(Data for review)

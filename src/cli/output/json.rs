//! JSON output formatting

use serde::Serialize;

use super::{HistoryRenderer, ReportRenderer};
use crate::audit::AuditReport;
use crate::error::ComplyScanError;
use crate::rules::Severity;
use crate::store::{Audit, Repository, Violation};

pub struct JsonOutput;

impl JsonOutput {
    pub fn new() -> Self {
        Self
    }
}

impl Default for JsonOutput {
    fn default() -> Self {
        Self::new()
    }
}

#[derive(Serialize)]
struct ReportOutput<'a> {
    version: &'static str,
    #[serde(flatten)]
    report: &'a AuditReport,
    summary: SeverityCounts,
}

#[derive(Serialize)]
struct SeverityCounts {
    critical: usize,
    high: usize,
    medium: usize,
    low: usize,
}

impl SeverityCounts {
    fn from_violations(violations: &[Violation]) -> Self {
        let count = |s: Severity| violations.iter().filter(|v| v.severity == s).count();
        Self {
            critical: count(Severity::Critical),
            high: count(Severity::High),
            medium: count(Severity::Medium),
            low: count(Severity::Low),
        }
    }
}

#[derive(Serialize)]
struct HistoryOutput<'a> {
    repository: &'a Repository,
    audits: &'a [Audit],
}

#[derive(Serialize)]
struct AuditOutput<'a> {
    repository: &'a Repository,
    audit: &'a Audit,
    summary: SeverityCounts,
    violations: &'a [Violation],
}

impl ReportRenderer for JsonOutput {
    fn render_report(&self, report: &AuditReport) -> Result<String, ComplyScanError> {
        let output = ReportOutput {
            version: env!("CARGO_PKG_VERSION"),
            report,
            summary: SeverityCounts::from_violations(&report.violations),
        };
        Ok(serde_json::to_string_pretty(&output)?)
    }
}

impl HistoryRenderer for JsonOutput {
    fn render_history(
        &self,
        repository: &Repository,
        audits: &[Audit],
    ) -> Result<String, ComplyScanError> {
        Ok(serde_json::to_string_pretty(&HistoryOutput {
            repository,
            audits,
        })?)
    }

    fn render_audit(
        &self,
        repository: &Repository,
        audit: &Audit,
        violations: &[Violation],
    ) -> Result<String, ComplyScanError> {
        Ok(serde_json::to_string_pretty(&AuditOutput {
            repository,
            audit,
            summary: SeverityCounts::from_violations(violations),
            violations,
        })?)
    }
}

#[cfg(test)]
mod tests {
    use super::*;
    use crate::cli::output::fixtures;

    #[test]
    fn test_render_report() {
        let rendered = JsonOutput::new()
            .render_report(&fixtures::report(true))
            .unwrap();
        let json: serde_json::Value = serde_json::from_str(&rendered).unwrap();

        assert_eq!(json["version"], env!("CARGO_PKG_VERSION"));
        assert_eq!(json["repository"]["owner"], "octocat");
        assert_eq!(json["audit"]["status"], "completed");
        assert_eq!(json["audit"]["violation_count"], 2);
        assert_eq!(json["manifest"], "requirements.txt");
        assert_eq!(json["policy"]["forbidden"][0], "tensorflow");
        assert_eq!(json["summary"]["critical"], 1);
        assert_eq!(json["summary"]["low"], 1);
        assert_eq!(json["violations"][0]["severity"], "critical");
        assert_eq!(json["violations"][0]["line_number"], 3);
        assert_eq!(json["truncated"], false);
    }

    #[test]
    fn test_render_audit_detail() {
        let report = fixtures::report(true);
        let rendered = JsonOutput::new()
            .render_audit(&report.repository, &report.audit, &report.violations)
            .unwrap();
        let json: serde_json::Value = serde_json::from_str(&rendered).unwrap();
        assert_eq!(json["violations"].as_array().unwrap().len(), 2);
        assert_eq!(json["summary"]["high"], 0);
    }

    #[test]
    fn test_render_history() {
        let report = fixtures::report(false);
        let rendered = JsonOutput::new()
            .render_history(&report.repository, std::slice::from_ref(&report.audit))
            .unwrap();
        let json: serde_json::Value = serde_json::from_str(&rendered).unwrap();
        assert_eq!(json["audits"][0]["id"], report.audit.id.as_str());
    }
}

(End Data for review)
(Data for review)

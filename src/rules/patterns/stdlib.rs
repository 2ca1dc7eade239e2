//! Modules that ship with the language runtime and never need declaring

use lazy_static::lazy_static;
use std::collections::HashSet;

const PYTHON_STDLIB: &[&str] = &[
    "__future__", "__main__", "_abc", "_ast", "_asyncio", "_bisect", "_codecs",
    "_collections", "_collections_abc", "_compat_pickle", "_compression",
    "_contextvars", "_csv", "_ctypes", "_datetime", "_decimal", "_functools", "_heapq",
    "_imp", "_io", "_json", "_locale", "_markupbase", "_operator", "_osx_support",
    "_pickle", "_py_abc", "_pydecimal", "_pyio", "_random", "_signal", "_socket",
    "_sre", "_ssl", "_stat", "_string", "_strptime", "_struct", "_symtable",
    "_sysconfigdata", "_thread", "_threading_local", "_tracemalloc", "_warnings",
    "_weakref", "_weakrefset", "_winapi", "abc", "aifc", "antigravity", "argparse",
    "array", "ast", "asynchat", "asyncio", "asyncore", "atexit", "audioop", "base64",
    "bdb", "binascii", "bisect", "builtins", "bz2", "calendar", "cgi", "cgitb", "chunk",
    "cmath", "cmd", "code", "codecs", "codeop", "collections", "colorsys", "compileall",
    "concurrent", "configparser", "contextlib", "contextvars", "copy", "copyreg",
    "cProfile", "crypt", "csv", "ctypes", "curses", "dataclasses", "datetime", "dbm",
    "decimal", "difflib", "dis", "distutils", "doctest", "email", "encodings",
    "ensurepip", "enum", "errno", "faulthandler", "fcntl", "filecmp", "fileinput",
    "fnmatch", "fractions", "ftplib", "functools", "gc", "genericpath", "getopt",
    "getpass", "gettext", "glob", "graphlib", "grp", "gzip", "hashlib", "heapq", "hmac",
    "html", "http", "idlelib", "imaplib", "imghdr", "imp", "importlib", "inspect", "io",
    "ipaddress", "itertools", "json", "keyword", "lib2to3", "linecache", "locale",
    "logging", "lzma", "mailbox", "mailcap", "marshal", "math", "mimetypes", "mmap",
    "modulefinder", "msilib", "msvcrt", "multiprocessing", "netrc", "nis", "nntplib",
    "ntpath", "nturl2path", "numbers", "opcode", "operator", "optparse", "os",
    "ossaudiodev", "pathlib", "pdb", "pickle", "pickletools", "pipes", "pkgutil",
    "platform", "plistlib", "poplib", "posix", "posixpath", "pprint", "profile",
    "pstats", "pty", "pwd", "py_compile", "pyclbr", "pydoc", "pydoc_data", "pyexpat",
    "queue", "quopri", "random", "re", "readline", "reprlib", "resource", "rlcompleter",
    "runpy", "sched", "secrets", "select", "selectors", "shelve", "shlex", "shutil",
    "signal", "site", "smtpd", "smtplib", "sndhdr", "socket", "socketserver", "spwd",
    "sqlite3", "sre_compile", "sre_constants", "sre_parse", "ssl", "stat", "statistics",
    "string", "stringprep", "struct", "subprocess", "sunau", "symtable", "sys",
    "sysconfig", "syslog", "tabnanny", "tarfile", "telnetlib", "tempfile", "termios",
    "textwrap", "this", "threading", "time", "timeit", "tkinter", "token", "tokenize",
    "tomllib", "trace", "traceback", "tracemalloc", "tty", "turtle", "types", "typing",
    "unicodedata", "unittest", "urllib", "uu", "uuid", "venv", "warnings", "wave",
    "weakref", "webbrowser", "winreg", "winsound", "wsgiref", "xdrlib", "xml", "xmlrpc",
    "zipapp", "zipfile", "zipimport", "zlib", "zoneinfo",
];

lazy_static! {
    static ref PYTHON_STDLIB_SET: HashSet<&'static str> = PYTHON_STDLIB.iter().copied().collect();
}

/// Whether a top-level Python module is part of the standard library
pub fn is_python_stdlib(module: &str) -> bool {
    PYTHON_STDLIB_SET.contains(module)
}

(End Data for review)

Your reply should hold every line from the data that contains "SeverityCounts", copied in full.

    summary: SeverityCounts,
struct SeverityCounts {
impl SeverityCounts {
    summary: SeverityCounts,
            summary: SeverityCounts::from_violations(&report.violations),
            summary: SeverityCounts::from_violations(violations),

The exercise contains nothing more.